Transport Protocols¶
SSH Transport¶
The most common protocol for authenticated access. Git connects via SSH and runs git-upload-pack or git-receive-pack on the server:
SSH handles authentication (key-based or password) and encryption. Git just pipes data through the SSH channel.
Smart HTTP¶
The standard for HTTPS access. The server runs a CGI program (or equivalent) that speaks Git's pack protocol over HTTP POST/GET:
Smart HTTP supports both read and write, authentication via HTTP headers (tokens, Basic auth), and works through proxies and firewalls. Most hosting platforms default to this.
Dumb HTTP¶
An older, read-only protocol where Git downloads objects individually over plain HTTP. It doesn't require any special server-side software - just a web server serving static files. Rarely used today because it's much slower (no pack negotiation).
Native Git Protocol¶
The git:// protocol is unauthenticated and unencrypted. It was used for fast, read-only access to public repositories. Most platforms no longer support it due to security concerns.
Pack Negotiation¶
The most interesting part of the transfer is pack negotiation - how the client and server figure out which objects to send. This is what makes git fetch fast even for large repositories.
The Want/Have Exchange¶
During a fetch:
- The server sends a list of all its refs and their hashes
- The client identifies which commits it wants (remote refs it doesn't have)
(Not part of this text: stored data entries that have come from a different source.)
#[async_trait]
impl Resource for MonitorAlarmPolicy {
    fn name(&self) -> &'static str {
        "tencentcloud_monitor_alarm_policy"
    }

    fn schema(&self) -> Schema {
        Schema::v0()
            .with_attribute("policy_name", Attribute::required_string().with_description("Policy name."))
            .with_attribute(
                "monitor_type",
                Attribute::required_string()
                    .with_force_new()
                    .with_description("Monitor type, e.g. `MT_QCE`."),
            )
            .with_attribute(
                "namespace",
                Attribute::required_string()
                    .with_force_new()
                    .with_description("Policy type, e.g. `cvm_device`."),
            )
            .with_attribute(
                "remark",
                Attribute::optional_string().with_length(0, 100).with_description("Remark."),
            )
            .with_attribute(
                "enable",
                Attribute::optional_int64()
                    .with_default(json!(1))
                    .with_allowed_ints(&[0, 1])
                    .with_description("Whether the policy is enabled."),
            )
            .with_attribute(
                "project_id",
                Attribute::optional_int64()
                    .with_default(json!(-1))
                    .with_force_new()
                    .with_description("Project id; -1 means no project."),
            )
            .with_attribute(
                "conditon_template_id",
                Attribute::optional_int64()
                    .with_force_new()
                    .with_description("Trigger condition template id."),
            )
            .with_block(
                "conditions",
                NestedBlock::single(
                    Block::new()
                        .with_attribute(
                            "is_union_rule",
                            Attribute::optional_int64().with_allowed_ints(&[0, 1]),
                        )
                        .with_block("rules", NestedBlock::list(rule_block())),
                )
                .with_computed(),
            )
            .with_block("event_conditions", NestedBlock::list(rule_block()).with_computed())
            .with_attribute(
                "notice_ids",
                Attribute::list(AttributeType::String, AttributeFlags::optional())
                    .with_description("Notice template ids."),
            )
            .with_block(
                "trigger_tasks",
                NestedBlock::list(
                    Block::new()
                        .with_attribute("type", Attribute::required_string().with_description("Task type, e.g. `AS`."))
                        .with_attribute("task_config", Attribute::required_string().with_description("JSON task config.")),
                ),
            )
            .with_block(
                "policy_tag",
                NestedBlock::list(
                    Block::new()
                        .with_attribute("key", Attribute::required_string())
                        .with_attribute("value", Attribute::required_string()),
                )
                .with_force_new(),
            )
            .with_attribute("create_time", Attribute::computed_string())
            .with_attribute("update_time", Attribute::computed_string())
    }

    async fn create(&self, client: &TencentCloudClient, d: &mut ResourceData) -> Result<()> {
        let namespace = d.require_str("namespace")?.to_string();
        let project_id = d.get_i64("project_id").unwrap_or(-1);
        let req = CreateAlarmPolicyRequest {
            module: MODULE.to_string(),
            policy_name: d.require_str("policy_name")?.to_string(),
            monitor_type: d.require_str("monitor_type")?.to_string(),
            namespace: namespace.clone(),
            remark: d.get_str("remark").map(str::to_string),
            enable: d.get_i64("enable").unwrap_or(1),
            project_id: (project_id != -1).then_some(project_id),
            condition_template_id: d.get_i64("conditon_template_id").filter(|id| *id != 0),
            condition: condition(d)?,
            event_condition: event_condition(d)?,
            notice_ids: d.get_string_list("notice_ids"),
            trigger_tasks: trigger_tasks(d)?,
        };

        let service = MonitorService::new(client);
        let created = service.create_alarm_policy(&req).await?;
        d.set_id(created.policy_id.clone());

        let tags: Vec<TagState> = d.decode_key("policy_tag")?;
        for tag in tags {
            let tag = PolicyTag {
                key: tag.key,
                value: tag.value,
            };
            service
                .binding_policy_tag(&created.policy_id, &created.origin_id, &namespace, &tag)
                .await?;
        }
        info!(policy_id = %created.policy_id, "alarm policy created");

        self.read(client, d).await
    }

    async fn read(&self, client: &TencentCloudClient, d: &mut ResourceData) -> Result<()> {
        let policy = MonitorService::new(client)
            .describe_alarm_policy(d.id())
            .await?;
        let Some(policy) = policy else {
            d.set_id("");
            return Ok(());
        };

        d.set("policy_name", policy.policy_name);
        d.set("monitor_type", policy.monitor_type);
        d.set("namespace", policy.namespace);
        d.set("remark", policy.remark);
        d.set("enable", policy.enable);
        d.set("project_id", policy.project_id);
        if let Ok(id) = policy.condition_template_id.parse::<i64>() {
            if id != 0 {
                d.set("conditon_template_id", id);
            }
        }
        if policy.insert_time != 0 {
            d.set("create_time", format_unix_time(policy.insert_time));
        }
        if policy.update_time != 0 {
            d.set("update_time", format_unix_time(policy.update_time));
        }

        let condition = policy.condition.unwrap_or_default();
        let conditions = vec![ConditionState {
            is_union_rule: condition.is_union_rule,
            rules: condition.rules.into_iter().map(RuleState::from).collect(),
        }];
        d.set("conditions", serde_json::to_value(conditions)?);

        let events: Vec<RuleState> = policy
            .event_condition
            .unwrap_or_default()
            .rules
            .into_iter()
            .map(RuleState::from)
            .collect();
        d.set("event_conditions", serde_json::to_value(events)?);
        d.set("notice_ids", policy.notice_ids);

        let tasks: Vec<TaskState> = policy
            .trigger_tasks
            .into_iter()
            .map(|t| TaskState {
                task_type: t.task_type,
                task_config: t.task_config,
            })
            .collect();
        d.set("trigger_tasks", serde_json::to_value(tasks)?);

        let tags: Vec<TagState> = policy
            .tag_instances
            .into_iter()
            .map(|t| TagState {
                key: t.key,
                value: t.value,
            })
            .collect();
        d.set("policy_tag", serde_json::to_value(tags)?);
        Ok(())
    }

    async fn update(&self, client: &TencentCloudClient, d: &mut ResourceData) -> Result<()> {
        let policy_id = d.id().to_string();
        let service = MonitorService::new(client);

        if d.has_change("policy_name") {
            let name = d.require_str("policy_name")?;
            service
                .modify_alarm_policy_info(&policy_id, POLICY_INFO_KEY_NAME, name)
                .await?;
        }
        if d.has_change("remark") {
            let remark = d.get_str("remark").unwrap_or_default();
            service
                .modify_alarm_policy_info(&policy_id, POLICY_INFO_KEY_REMARK, remark)
                .await?;
        }
        if d.has_change("enable") {
            let enable = d.get_i64("enable").unwrap_or(1);
            service.modify_alarm_policy_status(&policy_id, enable).await?;
        }
        if d.has_changes(&["conditions", "event_conditions"]) {
            service
                .modify_alarm_policy_condition(&policy_id, condition(d)?, event_condition(d)?)
                .await?;
        }
        if d.has_change("notice_ids") {
            let notice_ids = d.get_string_list("notice_ids");
            service.modify_alarm_policy_notice(&policy_id, &notice_ids).await?;
        }
        if d.has_change("trigger_tasks") {
            let tasks = trigger_tasks(d)?;
            service.modify_alarm_policy_tasks(&policy_id, &tasks).await?;
        }

        self.read(client, d).await
    }

    async fn delete(&self, client: &TencentCloudClient, d: &mut ResourceData) -> Result<()> {
        MonitorService::new(client)
            .delete_alarm_policy(d.id())
            .await
    }
}
//! `tencentcloud_monitor_tmp_alert_rule`.

use super::model::{AlertRuleRequest, PrometheusRuleKV};
use super::service::TmpService;
use crate::connectivity::TencentCloudClient;
use crate::error::Result;
use crate::helper::{build_id, non_empty, null_default, parse_id};
use crate::resource::Resource;
use crate::schema::{Attribute, AttributeFlags, AttributeType, Block, NestedBlock, Schema};
use crate::state::ResourceData;
use async_trait::async_trait;
use serde::{Deserialize, Serialize};

#[derive(Debug, Clone, Default, PartialEq, Serialize, Deserialize)]
#[serde(default)]
struct KvState {
    #[serde(deserialize_with = "null_default")]
    key: String,
    #[serde(deserialize_with = "null_default")]
    value: String,
}

fn decode_kvs(d: &ResourceData, key: &str) -> Result<Vec<PrometheusRuleKV>> {
    let kvs: Vec<KvState> = d.decode_key(key)?;
    Ok(kvs
        .into_iter()
        .map(|kv| PrometheusRuleKV {
            key: kv.key,
            value: kv.value,
        })
        .collect())
}

fn encode_kvs(kvs: Vec<PrometheusRuleKV>) -> Result<serde_json::Value> {
    let kvs: Vec<KvState> = kvs
        .into_iter()
        .map(|kv| KvState {
            key: kv.key,
            value: kv.value,
        })
        .collect();
    Ok(serde_json::to_value(kvs)?)
}

fn rule_request(d: &ResourceData, instance_id: &str, rule_id: Option<&str>) -> Result<AlertRuleRequest> {
    Ok(AlertRuleRequest {
        instance_id: instance_id.to_string(),
        rule_id: rule_id.map(str::to_string),
        rule_name: d.require_str("rule_name")?.to_string(),
        expr: d.require_str("expr")?.to_string(),
        receivers: d.get_string_list("receivers"),
        rule_state: d.get_i64("rule_state"),
        duration: d.get_str("duration").map(str::to_string),
        labels: decode_kvs(d, "labels")?,
        annotations: decode_kvs(d, "annotations")?,
        rule_type: non_empty(d.get_str("type").map(str::to_string)),
    })
}

fn kv_block() -> NestedBlock {
    NestedBlock::list(
        Block::new()
            .with_attribute("key", Attribute::required_string())
            .with_attribute("value", Attribute::required_string()),
    )
}

/// `tencentcloud_monitor_tmp_alert_rule`, id `instanceId#ruleId`.
pub struct TmpAlertRule;

#[async_trait]
impl Resource for TmpAlertRule {
    fn name(&self) -> &'static str {
        "tencentcloud_monitor_tmp_alert_rule"
    }

    fn schema(&self) -> Schema {
        Schema::v0()
            .with_attribute("instance_id", Attribute::required_string().with_description("Prometheus instance id."))
            .with_attribute("rule_name", Attribute::required_string())
            .with_attribute("expr", Attribute::required_string().with_description("PromQL expression."))
            .with_attribute(
                "receivers",
                Attribute::set(AttributeType::String, AttributeFlags::required())
                    .with_description("Alarm notice template ids."),
            )
            .with_attribute(
                "rule_state",
                Attribute::optional_int64().with_description("`2` enabled, `3` disabled."),
            )
            .with_attribute(
                "duration",
                Attribute::optional_string().with_description("How long the expression must hold, e.g. `1m`."),
            )
            .with_block("labels", kv_block())
            .with_block("annotations", kv_block())
            .with_attribute("type", Attribute::optional_string().with_description("Alarm type."))
    }

    fn immutable_args(&self) -> &'static [&'static str] {
        &["instance_id"]
    }

    async fn create(&self, client: &TencentCloudClient, d: &mut ResourceData) -> Result<()> {
        let instance_id = d.require_str("instance_id")?.to_string();
        let req = rule_request(d, &instance_id, None)?;
        let rule_id = TmpService::new(client).create_alert_rule(&req).await?;
        d.set_id(build_id(&[&instance_id, &rule_id]));
        self.read(client, d).await
    }

    async fn read(&self, client: &TencentCloudClient, d: &mut ResourceData) -> Result<()> {
        let id = d.id().to_string();
        let parts = parse_id(&id, 2)?;
        let (instance_id, rule_id) = (parts[0], parts[1]);

        let rule = TmpService::new(client)
            .describe_alert_rule(instance_id, rule_id)
            .await?;
        let Some(rule) = rule else {
            d.set_id("");
            return Ok(());
        };

        d.set("instance_id", instance_id);
        d.set("rule_name", rule.rule_name);
        d.set("expr", rule.expr);
        d.set("receivers", rule.receivers);
        d.set("rule_state", rule.rule_state);
        d.set("duration", rule.duration);
        d.set("labels", encode_kvs(rule.labels)?);
        d.set("annotations", encode_kvs(rule.annotations)?);
        d.set("type", rule.rule_type);
        Ok(())
    }

    async fn update(&self, client: &TencentCloudClient, d: &mut ResourceData) -> Result<()> {
        let id = d.id().to_string();
        let parts = parse_id(&id, 2)?;
        if d.has_changes(&[
            "rule_name",
            "expr",
            "receivers",
            "rule_state",
            "duration",
            "labels",
            "annotations",
            "type",
        ]) {
            let req = rule_request(d, parts[0], Some(parts[1]))?;
            TmpService::new(client).update_alert_rule(&req).await?;
        }
        self.read(client, d).await
    }

    async fn delete(&self, client: &TencentCloudClient, d: &mut ResourceData) -> Result<()> {
        let id = d.id().to_string();
        let parts = parse_id(&id, 2)?;
        TmpService::new(client)
            .delete_alert_rule(parts[0], parts[1])
            .await
    }
}

#[cfg(test)]
mod tests {
    use super::*;
    use serde_json::json;

    #[test]
    fn test_rule_request() {
        let d = ResourceData::new(json!({
            "instance_id": "prom-1",
            "rule_name": "high-cpu",
            "expr": "cpu > 90",
            "receivers": ["notice-1"],
            "rule_state": null,
            "duration": "5m",
            "labels": [{"key": "severity", "value": "warning"}],
            "annotations": null,
            "type": ""
        }));
        let req = rule_request(&d, "prom-1", None).unwrap();
        let body = serde_json::to_value(&req).unwrap();
        assert_eq!(
            body,
            json!({
                "InstanceId": "prom-1",
                "RuleName": "high-cpu",
                "Expr": "cpu > 90",
                "Receivers": ["notice-1"],
                "Duration": "5m",
                "Labels": [{"Key": "severity", "Value": "warning"}]
            })
        );
    }

    #[test]
    fn test_instance_id_is_immutable() {
        assert_eq!(TmpAlertRule.immutable_args(), &["instance_id"]);
    }
}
- The client sends have lines - commits it already has
- The server uses the have list to find the common ancestor - the newest commit both sides share
- The server sends a packfile containing all objects reachable from the wanted commits but not from the common ancestors
CLIENT SERVER
refs: main=abc123, feature=def456
want abc123
want def456
have 789fed
have 456abc
ACK 456abc (common ancestor found)
<sends packfile>
done
The negotiation is optimized with multi-ack: the server can acknowledge multiple common ancestors, allowing it to send a more precisely targeted packfile.
Protocol v2¶
Git protocol v2 (default since Git 2.26) improves on v1 with:
- Ref filtering - the server only sends refs the client asks about, not the entire ref list (huge improvement for repos with thousands of branches)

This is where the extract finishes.